Литмир - Электронная Библиотека

Казимир Валишевский

НИКОН

Исторический очерк   

Никон - pic_01.jpg

Будущий патриарх родился в 1605 году — в тот самый год, когда в Москву победоносно вступил во главе польских войск первый Лжедимитрий.

Родители Никона были бедные крестьяне из деревни Вельдеманово Нижегородской области: в соседнем селении, Григорове, вскоре явился на свет самый опасный из противников, с которыми впоследствии пришлось бороться Никону, — протопоп Аввакум, самая оригинальная и могучая фигура этой эпохи.

Отца Никона звали Миной; сам он при крещении получил имя Никиты. Рано потеряв родную мать, он много выстрадал от мачехи Ксении, отличавшейся взбалмошным и жестоким характером. Одно время опасность угрожала даже жизни несчастного ребенка. Тем не менее ему удалось как-то научиться читать и писать; благодаря этим познаниям он нашел себе убежище в монастыре св. Макария в Желтоводах. Когда ему исполнилось двадцать лет, родители заставили его жениться и выхлопотали ему приход, откуда, быстро приобретая репутацию знающего и энергичного священника, он был переведен в Москву.

Тоска по монастырскому обиходу или честолюбие, не примиряющееся с ограниченными видами на будущее, вскоре принудили его, однако, отказаться от карьеры, закрывающей, как известно, белому православному духовенству доступ к высшим постам в церкви. Будучи уже отцом троих детей, он полюбовно разошелся со своей женой, постригшейся в московском монастыре св. Алексея, а сам перешел в монашество под именем Никона и, стремясь к аскетической жизни, поселился в монастыре на берегу Белого моря.

В 1643 году Никон уже достиг звания игумена в Кожеозерском монастыре Новгородской епархии Каргопольского уезда, а в 1646 году, вернувшись в столицу по делам своей общины, привлек к себе внимание царя Алексея Михайловича.

Задержанный царем, он стал архимандритом Святоспасского монастыря, усыпальницы дома Романовых. Каждую неделю, но пятницам, Никона приглашали служить заутреню в дворцовой церкви государя, который привык подолгу беседовать затем с архимандритом.

Так завязались между этими двумя деятелями отношения, чреватые единственным в своем роде последствием для национальной истории. Алексей Михайлович, начавший уже называть Никона своим «собинным другом», предоставил ему должность, которая в предыдущем веке выдвинула любимца царя Ивана IV Адашева, — по приему подаваемых на имя царя прошений. Затем, когда московские волнения из-за налога на соль и из-за лихоимства и его присных перебросились в Новгород, Алексей послал туда Никона.

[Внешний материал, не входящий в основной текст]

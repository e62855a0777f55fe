use crate::collections::OrderedMap;
use crate::editor::{
    Action, ActionKind, BodyText, Element, Footer, HeadingText, NamedField, NavigationList,
    Screen, Selector, TextInput, TextInputType,
};
use crate::wire::*;
use serde_json::Value;

use super::schema::collect_named_fields;

/// Screen-level facts the mapper needs to build footer payloads.
#[derive(Debug, Clone, Default)]
pub struct MappingContext<'a> {
    /// Named fields of the screen being compiled.
    pub current_fields: Vec<NamedField<'a>>,
    /// Union of the named fields of every earlier screen.
    pub prior_fields: Vec<NamedField<'a>>,
}

impl<'a> MappingContext<'a> {
    pub fn for_screen(previous: &'a [Screen], screen: &'a Screen) -> Self {
        Self::with_prior_fields(screen, collect_named_fields(previous))
    }

    /// Builds the context from prior fields the caller already collected.
    pub fn with_prior_fields(screen: &'a Screen, prior_fields: Vec<NamedField<'a>>) -> Self {
        Self {
            current_fields: screen.named_fields(),
            prior_fields,
        }
    }
}

/// Translates one editor element into its wire node.
pub fn map_element(element: &Element, ctx: &MappingContext<'_>) -> ElementWire {
    match element {
        Element::TextHeading(heading) => ElementWire::TextHeading(map_heading(heading)),
        Element::TextSubheading(heading) => ElementWire::TextSubheading(map_heading(heading)),
        Element::TextBody(body) => ElementWire::TextBody(map_body(body)),
        Element::TextCaption(caption) => ElementWire::TextCaption(map_body(caption)),
        Element::RichText(rich) => ElementWire::RichText(TextWire {
            text: rich.text.clone(),
            visible: rich.visible,
        }),
        Element::TextInput(input) => {
            ElementWire::TextInput(map_text_input(input, input.input_type))
        }
        Element::EmailInput(input) => {
            ElementWire::TextInput(map_text_input(input, Some(TextInputType::Email)))
        }
        Element::PasswordInput(input) => {
            ElementWire::TextInput(map_text_input(input, Some(TextInputType::Password)))
        }
        Element::PhoneInput(input) => {
            ElementWire::TextInput(map_text_input(input, Some(TextInputType::Phone)))
        }
        Element::TextArea(area) => ElementWire::TextArea(TextAreaWire {
            label: area.label.clone(),
            name: area.name.clone(),
            required: area.required,
            max_length: area.max_length,
            helper_text: area.helper_text.clone(),
            init_value: area.init_value.clone(),
            enabled: area.enabled,
            visible: area.visible,
        }),
        Element::CheckboxGroup(selector) => {
            ElementWire::CheckboxGroup(map_selector(selector, true))
        }
        Element::RadioButtonsGroup(selector) => {
            ElementWire::RadioButtonsGroup(map_selector(selector, false))
        }
        Element::ChipsSelector(selector) => {
            ElementWire::ChipsSelector(map_selector(selector, true))
        }
        Element::Dropdown(selector) => ElementWire::Dropdown(map_selector(selector, false)),
        Element::OptIn(opt_in) => ElementWire::OptIn(OptInWire {
            name: opt_in.name.clone(),
            label: opt_in.label.clone(),
            required: opt_in.required,
            visible: opt_in.visible,
            on_click_action: opt_in.on_click_action.as_ref().map(map_action),
        }),
        Element::EmbeddedLink(link) => ElementWire::EmbeddedLink(EmbeddedLinkWire {
            text: link.text.clone(),
            on_click_action: link.on_click_action.as_ref().map(map_action),
            visible: link.visible,
        }),
        Element::DatePicker(picker) => ElementWire::DatePicker(DatePickerWire {
            name: picker.name.clone(),
            label: picker.label.clone(),
            helper_text: picker.helper_text.clone(),
            required: picker.required,
            enabled: picker.enabled,
            visible: picker.visible,
            min_date: picker.min_date.clone(),
            max_date: picker.max_date.clone(),
            unavailable_dates: picker.unavailable_dates.clone(),
            init_value: picker.init_value.clone(),
            on_select_action: picker.on_select_action.as_ref().map(map_action),
        }),
        Element::CalendarPicker(picker) => ElementWire::CalendarPicker(CalendarPickerWire {
            name: picker.name.clone(),
            label: picker.label.clone(),
            title: picker.title.clone(),
            description: picker.description.clone(),
            helper_text: picker.helper_text.clone(),
            required: picker.required,
            enabled: picker.enabled,
            visible: picker.visible,
            mode: picker.mode,
            min_date: picker.min_date.clone(),
            max_date: picker.max_date.clone(),
            unavailable_dates: picker.unavailable_dates.clone(),
            include_days: picker.include_days.clone(),
            min_days: picker.min_days,
            max_days: picker.max_days,
            on_select_action: picker.on_select_action.as_ref().map(map_action),
        }),
        Element::Image(image) => ElementWire::Image(ImageWire {
            src: image.src.clone(),
            width: image.width,
            height: image.height,
            scale_type: image.scale_type,
            aspect_ratio: image.aspect_ratio,
            alt_text: image.alt_text.clone(),
            visible: image.visible,
        }),
        Element::ImageCarousel(carousel) => ElementWire::ImageCarousel(ImageCarouselWire {
            images: carousel
                .images
                .iter()
                .map(|image| CarouselImageWire {
                    src: image.src.clone(),
                    alt_text: image.alt_text.clone(),
                })
                .collect(),
            aspect_ratio: carousel.aspect_ratio.clone(),
            scale_type: carousel.scale_type,
            visible: carousel.visible,
        }),
        Element::PhotoPicker(picker) => ElementWire::PhotoPicker(PhotoPickerWire {
            name: picker.name.clone(),
            label: picker.label.clone(),
            description: picker.description.clone(),
            photo_source: picker.photo_source,
            max_file_size_kb: picker.max_file_size_kb,
            min_uploaded_photos: picker.min_uploaded_photos,
            max_uploaded_photos: picker.max_uploaded_photos,
            enabled: picker.enabled,
            visible: picker.visible,
        }),
        Element::DocumentPicker(picker) => ElementWire::DocumentPicker(DocumentPickerWire {
            name: picker.name.clone(),
            label: picker.label.clone(),
            description: picker.description.clone(),
            max_file_size_kb: picker.max_file_size_kb,
            min_uploaded_documents: picker.min_uploaded_documents,
            max_uploaded_documents: picker.max_uploaded_documents,
            allowed_mime_types: picker.allowed_mime_types.clone(),
            enabled: picker.enabled,
            visible: picker.visible,
        }),
        Element::NavigationList(list) => ElementWire::NavigationList(map_navigation_list(list)),
        Element::Footer(footer) => ElementWire::Footer(map_footer(footer, ctx)),
        Element::If(block) => ElementWire::If(IfWire {
            condition: block.condition.clone(),
            then: map_all(&block.then, ctx),
            otherwise: (!block.otherwise.is_empty()).then(|| map_all(&block.otherwise, ctx)),
        }),
        Element::Switch(block) => ElementWire::Switch(SwitchWire {
            value: block.value.clone(),
            cases: block
                .cases
                .iter()
                .map(|(case, children)| (case.clone(), map_all(children, ctx)))
                .collect(),
        }),
    }
}

fn map_all(elements: &[Element], ctx: &MappingContext<'_>) -> Vec<ElementWire> {
    elements.iter().map(|e| map_element(e, ctx)).collect()
}

fn map_heading(heading: &HeadingText) -> TextWire {
    TextWire {
        text: heading.text.clone(),
        visible: heading.visible,
    }
}

fn map_body(body: &BodyText) -> BodyTextWire {
    BodyTextWire {
        text: body.text.clone(),
        font_weight: body.font_weight,
        strikethrough: body.strikethrough,
        markdown: body.markdown,
        visible: body.visible,
    }
}

/// All text input subtypes share one wire type; `input_type` tells them apart.
fn map_text_input(input: &TextInput, input_type: Option<TextInputType>) -> TextInputWire {
    TextInputWire {
        label: input.label.clone(),
        name: input.name.clone(),
        input_type,
        required: input.required,
        min_chars: input.min_chars,
        max_chars: input.max_chars,
        helper_text: input.helper_text.clone(),
        init_value: input.init_value.clone(),
        pattern: input.pattern.clone(),
        enabled: input.enabled,
        visible: input.visible,
    }
}

/// Selection bounds only exist on the wire for multi-select kinds.
fn map_selector(selector: &Selector, multi_select: bool) -> SelectorWire {
    SelectorWire {
        name: selector.name.clone(),
        label: selector.label.clone(),
        description: selector.description.clone(),
        data_source: selector.data_source.clone(),
        required: selector.required,
        min_selected_items: selector.min_selected_items.filter(|_| multi_select),
        max_selected_items: selector.max_selected_items.filter(|_| multi_select),
        enabled: selector.enabled,
        visible: selector.visible,
        on_select_action: selector.on_select_action.as_ref().map(map_action),
    }
}

fn map_navigation_list(list: &NavigationList) -> NavigationListWire {
    NavigationListWire {
        name: list.name.clone(),
        label: list.label.clone(),
        description: list.description.clone(),
        list_items: list
            .items
            .iter()
            .map(|item| NavigationItemWire {
                id: item.id.clone(),
                main_content: MainContentWire {
                    title: item.title.clone(),
                    description: item.description.clone(),
                    metadata: item.metadata.clone(),
                },
                badge: item.badge.clone(),
                tags: item.tags.clone(),
                on_click_action: item.on_click_action.as_ref().map(map_action),
            })
            .collect(),
        media_size: list.media_size,
        on_click_action: list.on_click_action.as_ref().map(map_action),
        visible: list.visible,
    }
}

fn map_footer(footer: &Footer, ctx: &MappingContext<'_>) -> FooterWire {
    let on_click_action = footer.on_click_action.as_ref().map(|action| match action.name {
        ActionKind::Navigate | ActionKind::Complete => ActionWire {
            payload: Some(footer_payload(action, ctx)),
            ..map_action(action)
        },
        _ => map_action(action),
    });

    FooterWire {
        label: footer.label.clone(),
        left_caption: footer.left_caption.clone(),
        center_caption: footer.center_caption.clone(),
        right_caption: footer.right_caption.clone(),
        enabled: footer.enabled,
        on_click_action,
    }
}

/// Payload submitted by a footer: the current screen's fields as form references and,
/// when the flow completes, every earlier screen's fields as data references. Entries
/// the editor declared itself follow, unless the key is already taken.
fn footer_payload(action: &Action, ctx: &MappingContext<'_>) -> OrderedMap<String, Value> {
    let mut payload = OrderedMap::default();

    for field in &ctx.current_fields {
        payload
            .entry(field.name.to_string())
            .or_insert_with(|| form_reference(field.name));
    }
    if action.name == ActionKind::Complete {
        for field in &ctx.prior_fields {
            payload
                .entry(field.name.to_string())
                .or_insert_with(|| data_reference(field.name));
        }
    }
    for (key, value) in action.payload.iter().flatten() {
        payload.entry(key.clone()).or_insert_with(|| value.clone());
    }

    payload
}

/// Maps an action verbatim; navigate targets become `{"type": "screen", "name": ..}`.
pub fn map_action(action: &Action) -> ActionWire {
    ActionWire {
        name: action.name,
        next: action.navigate_target().map(NextScreen::screen),
        url: action.url.clone(),
        payload: action.payload.clone(),
    }
}

pub fn form_reference(name: &str) -> Value {
    Value::String(format!("${{form.{}}}", name))
}

pub fn data_reference(name: &str) -> Value {
    Value::String(format!("${{data.{}}}", name))
}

Возведенный в сан митрополита и снабженный самыми широкими полномочиями, Никон оправдал царское доверие. Он проявил выдающуюся энергию и распорядительность. Когда возник голод, он организовал в митрополичьем доме раздачу хлеба и денежных пособий, создал убежища, улучшил содержание тюрем. Не пренебрегая вместе с тем делами своей епархии, Никон произвел первый опыт церковной реформы: он ввел в Софийском соборе греческое пение, потребовал выписать певчих из Киева. Составленный им хор вскоре приобрел такую известность, что царь выразил желание послушать его; придя в восхищение, Алексей Михайлович по совету своего духовника Бонифатьева предложил столичному духовенству перенять это новшество. Патриарх Иосиф упорно воспротивился. Церковный обиход остался прежним, но реформа была, в сущности, лишь отсрочена; царь отложил ее до завершения пересмотра административных и судебных законов. «Уложение» было закончено в апреле и опубликовано в мае 1649 года.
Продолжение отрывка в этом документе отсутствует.